Task objective
Which lines of the entries below run from the one holding "use serde::Serialize;" to the one holding "figures came from.", inclusive? Set down exactly those lines and no others.
START Data
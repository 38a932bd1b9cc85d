// src/market.rs
//! Market data boundary and threshold-based context derivation.
//!
//! The data itself comes from an external collaborator behind
//! `MarketDataSource`; this module owns the fixed valuation / momentum /
//! risk thresholds applied on top of a snapshot.

use anyhow::Result;
use async_trait::async_trait;
use serde::{Deserialize, Serialize};

/// Live market snapshot for one entity.
#[derive(Debug, Clone, Serialize, Deserialize)]
pub struct MarketSnapshot {
    pub symbol: String,
    pub current_price: f64,
    pub price_change_percent: f64,
    pub volume: u64,
    /// Market capitalization, if reported.
    pub market_cap: Option<f64>,
    pub pe_ratio: Option<f64>,
    pub week_52_high: f64,
    pub week_52_low: f64,
}

#[derive(Debug, Clone, Copy, PartialEq, Eq, Serialize, Deserialize)]
#[serde(rename_all = "snake_case")]
pub enum Valuation {
    Undervalued,
    FairlyValued,
    Overvalued,
    Unknown,
}

#[derive(Debug, Clone, Copy, PartialEq, Eq, Serialize, Deserialize)]
#[serde(rename_all = "snake_case")]
pub enum Momentum {
    Bullish,
    Neutral,
    Bearish,
}

#[derive(Debug, Clone, Copy, PartialEq, Eq, Serialize, Deserialize)]
#[serde(rename_all = "snake_case")]
pub enum RiskLevel {
    Low,
    Medium,
    High,
}

/// Derived analysis over a snapshot.
#[derive(Debug, Clone, Serialize, Deserialize)]
pub struct MarketContext {
    pub symbol: String,
    pub valuation: Valuation,
    pub momentum: Momentum,
    pub risk_level: RiskLevel,
    pub key_observations: Vec<String>,
    /// Percent the price sits below the 52-week high.
    pub percent_below_52w_high: f64,
    /// Percent the price sits above the 52-week low.
    pub percent_above_52w_low: f64,
}

#[async_trait]
pub trait MarketDataSource: Send + Sync {
    /// `Ok(None)` means the provider had nothing for this entity; the
    /// market stage degrades rather than failing the pipeline.
    async fn fetch(&self, entity_id: &str) -> Result<Option<MarketSnapshot>>;
}

/// Apply the fixed thresholds:
/// valuation pe<20 / pe>30, momentum ±1.0%, risk from the 52-week range
/// position (>40% below high → medium, <20% above low → high, else low).
pub fn derive_market_context(snapshot: &MarketSnapshot) -> MarketContext {
    let percent_below_high = if snapshot.week_52_high > 0.0 {
        (snapshot.week_52_high - snapshot.current_price) / snapshot.week_52_high * 100.0
    } else {
        0.0
    };
    let percent_above_low = if snapshot.week_52_low > 0.0 {
        (snapshot.current_price - snapshot.week_52_low) / snapshot.week_52_low * 100.0
    } else {
        0.0
    };

    let valuation = match snapshot.pe_ratio {
        Some(pe) if pe < 20.0 => Valuation::Undervalued,
        Some(pe) if pe > 30.0 => Valuation::Overvalued,
        Some(_) => Valuation::FairlyValued,
        None => Valuation::Unknown,
    };

    let momentum = if snapshot.price_change_percent > 1.0 {
        Momentum::Bullish
    } else if snapshot.price_change_percent < -1.0 {
        Momentum::Bearish
    } else {
        Momentum::Neutral
    };

    let risk_level = if percent_below_high > 40.0 {
        RiskLevel::Medium
    } else if percent_above_low < 20.0 {
        RiskLevel::High
    } else {
        RiskLevel::Low
    };

    let mut key_observations = vec![
        format!("Trading {percent_below_high:.0}% below 52-week high"),
        format!("Trading {percent_above_low:.0}% above 52-week low"),
    ];
    if let Some(pe) = snapshot.pe_ratio {
        key_observations.push(format!(
            "P/E ratio of {pe:.1} suggests {} stock",
            match valuation {
                Valuation::Undervalued => "an undervalued",
                Valuation::FairlyValued => "a fairly valued",
                Valuation::Overvalued => "an overvalued",
                Valuation::Unknown => "an unrated",
            }
        ));
    }

    MarketContext {
        symbol: snapshot.symbol.clone(),
        valuation,
        momentum,
        risk_level,
        key_observations,
        percent_below_52w_high: percent_below_high,
        percent_above_52w_low: percent_above_low,
    }
}

/// No-data source for tests and offline runs.
pub struct UnavailableMarketSource;

#[async_trait]
impl MarketDataSource for UnavailableMarketSource {
    async fn fetch(&self, _entity_id: &str) -> Result<Option<MarketSnapshot>> {
        Ok(None)
    }
}

/// Serves a fixed snapshot; used by integration tests.
pub struct StaticMarketSource {
    pub snapshot: MarketSnapshot,
}

#[async_trait]
impl MarketDataSource for StaticMarketSource {
    async fn fetch(&self, _entity_id: &str) -> Result<Option<MarketSnapshot>> {
        Ok(Some(self.snapshot.clone()))
    }
}
// src/financials.rs
//! Structured financial-metric extraction from the most recent report-kind
//! document. One completion per forecast run; the structured parser absorbs
//! malformed output, and a response carrying no actual figures leaves the
//! stage unavailable rather than fabricating zeros.

use serde::Serialize;
use serde_json::Value;
use tracing::{info, warn};

use crate::acquire::{DocumentKind, SourceDocument};
use crate::error::ForecastError;
use crate::parse::{defaults_from, parse_structured};
use crate::provider::ProviderManager;

/// Report text beyond this many characters adds cost without adding the
/// headline figures, which sit at the top of every filing.
const REPORT_EXCERPT_CHARS: usize = 4000;

/// Headline figures pulled from one report.
#[derive(Debug, Clone, Serialize)]
pub struct FinancialMetrics {
    pub entity_id: String,
    /// Date of the report the figures came from.
    pub source_date: String,
    /// Revenue in millions, if stated.
    pub revenue: Option<f64>,
    /// Net profit in millions, if stated.
    pub net_profit: Option<f64>,
    pub operating_margin: Option<f64>,
    pub net_margin: Option<f64>,
    /// Extraction confidence reported by the model, clamped to [0,1].
    pub confidence: f32,
}

/// Extract metrics from the newest `Report` document. Every failure mode
/// maps to a taxonomy variant the orchestrator degrades on: no report is
/// `StageDataUnavailable`, an unusable response is `ResponseParseFailure`,
/// and provider exhaustion propagates as-is.
pub async fn extract_financial_metrics(
    provider: &ProviderManager,
    documents: &[SourceDocument],
    entity_id: &str,
) -> Result<FinancialMetrics, ForecastError> {
    let Some(report) = documents
        .iter()
        .filter(|d| d.kind == DocumentKind::Report)
        .max_by(|a, b| a.date.cmp(&b.date))
    else {
        return Err(ForecastError::StageDataUnavailable("no report document"));
    };

    let excerpt: String = report.text.chars().take(REPORT_EXCERPT_CHARS).collect();
    let prompt = extraction_prompt(&excerpt, entity_id);
    let response = provider.complete(&prompt).await?;

    let defaults = defaults_from(
        r#"{"revenue": null, "net_profit": null, "operating_margin": null,
            "net_margin": null, "confidence": 0.5}"#,
    );
    let parsed = parse_structured(&response, &defaults);
    if !parsed.was_parsed() {
        warn!(entity = entity_id, "metric response unparseable");
        return Err(ForecastError::ResponseParseFailure(
            "metric response had no structured region".to_string(),
        ));
    }

    let metrics = FinancialMetrics {
        entity_id: entity_id.to_string(),
        source_date: report.date.clone(),
        revenue: optional_number(parsed.fields().get("revenue")),
        net_profit: optional_number(parsed.fields().get("net_profit")),
        operating_margin: optional_number(parsed.fields().get("operating_margin")),
        net_margin: optional_number(parsed.fields().get("net_margin")),
        confidence: parsed
            .f64_field("confidence")
            .map(|v| v.clamp(0.0, 1.0) as f32)
            .unwrap_or(0.5),
    };

    if metrics.revenue.is_none()
        && metrics.net_profit.is_none()
        && metrics.operating_margin.is_none()
        && metrics.net_margin.is_none()
    {
        warn!(entity = entity_id, "no figures in metric response");
        return Err(ForecastError::ResponseParseFailure(
            "metric response contained no figures".to_string(),
        ));
    }

    info!(
        entity = entity_id,
        date = metrics.source_date,
        "extracted financial metrics"
    );
    Ok(metrics)
}

/// Number, numeric string ("12,345.6" included), anything else → None.
fn optional_number(v: Option<&Value>) -> Option<f64> {
    let v = v?;
    v.as_f64().or_else(|| {
        v.as_str()
            .and_then(|s| s.trim().replace(',', "").parse().ok())
    })
}

fn extraction_prompt(excerpt: &str, entity_id: &str) -> String {
    format!(
        r#"You are extracting headline financial figures from a {entity_id} financial report.

REPORT TEXT:
{excerpt}

TASK: Extract the figures below. Use null for any figure the text does not state.

RESPOND IN THIS EXACT JSON FORMAT:
{{
    "revenue": <revenue_in_millions_or_null>,
    "net_profit": <net_profit_in_millions_or_null>,
    "operating_margin": <operating_margin_percent_or_null>,
    "net_margin": <net_margin_percent_or_null>,
    "confidence": <0.0_to_1.0>
}}

GUIDELINES:
- Report figures in millions of the reported currency
- Margins as percentages (e.g. 23.5 for 23.5%)
- confidence: how confident you are the figures are correctly read
- Never guess a figure that is not in the text"#
    )
}

#[cfg(test)]
mod tests {
    use super::*;
    use crate::provider::MockBackend;
    use std::sync::Arc;

    fn report(date: &str, text: &str) -> SourceDocument {
        SourceDocument {
            text: text.to_string(),
            date: date.to_string(),
            kind: DocumentKind::Report,
        }
    }

    fn transcript(date: &str) -> SourceDocument {
        SourceDocument {
            text: "CEO: welcome".to_string(),
            date: date.to_string(),
            kind: DocumentKind::Transcript,
        }
    }

    fn provider(reply: &str) -> ProviderManager {
        ProviderManager::new(vec![Arc::new(MockBackend::new("mock", reply))])
    }

    #[tokio::test]
    async fn extracts_figures_and_repairs_separators() {
        let reply = r#"{"revenue": 12,345.5, "net_profit": 2,100, "operating_margin": 23.5,
                        "net_margin": 17.0, "confidence": 0.9}"#;
        let p = provider(reply);
        let docs = [report("2025-07-10", "Revenue was 12,345.5 million.")];
        let m = extract_financial_metrics(&p, &docs, "ACME").await.unwrap();
        assert_eq!(m.revenue, Some(12345.5));
        assert_eq!(m.net_profit, Some(2100.0));
        assert!((m.confidence - 0.9).abs() < 1e-6);
        assert_eq!(m.source_date, "2025-07-10");
    }

    #[tokio::test]
    async fn picks_most_recent_report_and_ignores_transcripts() {
        let reply = r#"{"revenue": 500, "net_profit": null, "operating_margin": null,
                        "net_margin": null, "confidence": 0.7}"#;
        let p = provider(reply);
        let docs = [
            report("2025-01-10", "old"),
            transcript("2025-09-01"),
            report("2025-07-10", "new"),
        ];
        let m = extract_financial_metrics(&p, &docs, "ACME").await.unwrap();
        assert_eq!(m.source_date, "2025-07-10");
    }

    #[tokio::test]
    async fn no_report_means_stage_data_unavailable() {
        let p = provider("{}");
        let docs = [transcript("2025-07-10")];
        let err = extract_financial_metrics(&p, &docs, "ACME")
            .await
            .unwrap_err();
        assert!(matches!(err, ForecastError::StageDataUnavailable(_)));
    }

    #[tokio::test]
    async fn unparseable_or_figure_free_responses_are_parse_failures() {
        let docs = [report("2025-07-10", "text")];
        let p = provider("no json at all");
        let err = extract_financial_metrics(&p, &docs, "ACME")
            .await
            .unwrap_err();
        assert!(matches!(err, ForecastError::ResponseParseFailure(_)));
        assert!(!err.is_fatal());

        let empty = r#"{"revenue": null, "net_profit": null, "operating_margin": null,
                        "net_margin": null, "confidence": 0.9}"#;
        let p = provider(empty);
        let err = extract_financial_metrics(&p, &docs, "ACME")
            .await
            .unwrap_err();
        assert!(matches!(err, ForecastError::ResponseParseFailure(_)));
    }

    #[tokio::test]
    async fn numeric_strings_are_accepted() {
        let reply = r#"{"revenue": "1,200", "net_profit": "300", "operating_margin": "25",
                        "net_margin": "18", "confidence": "0.8"}"#;
        let p = provider(reply);
        let docs = [report("2025-07-10", "text")];
        let m = extract_financial_metrics(&p, &docs, "ACME").await.unwrap();
        assert_eq!(m.revenue, Some(1200.0));
        assert!((m.confidence - 0.8).abs() < 1e-6);
    }
}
END Data
Answer for this exercise
use serde::Serialize;
use serde_json::Value;
use tracing::{info, warn};

use crate::acquire::{DocumentKind, SourceDocument};
use crate::error::ForecastError;
use crate::parse::{defaults_from, parse_structured};
use crate::provider::ProviderManager;

/// Report text beyond this many characters adds cost without adding the
/// headline figures, which sit at the top of every filing.
const REPORT_EXCERPT_CHARS: usize = 4000;

/// Headline figures pulled from one report.
#[derive(Debug, Clone, Serialize)]
pub struct FinancialMetrics {
    pub entity_id: String,
    /// Date of the report the figures came from.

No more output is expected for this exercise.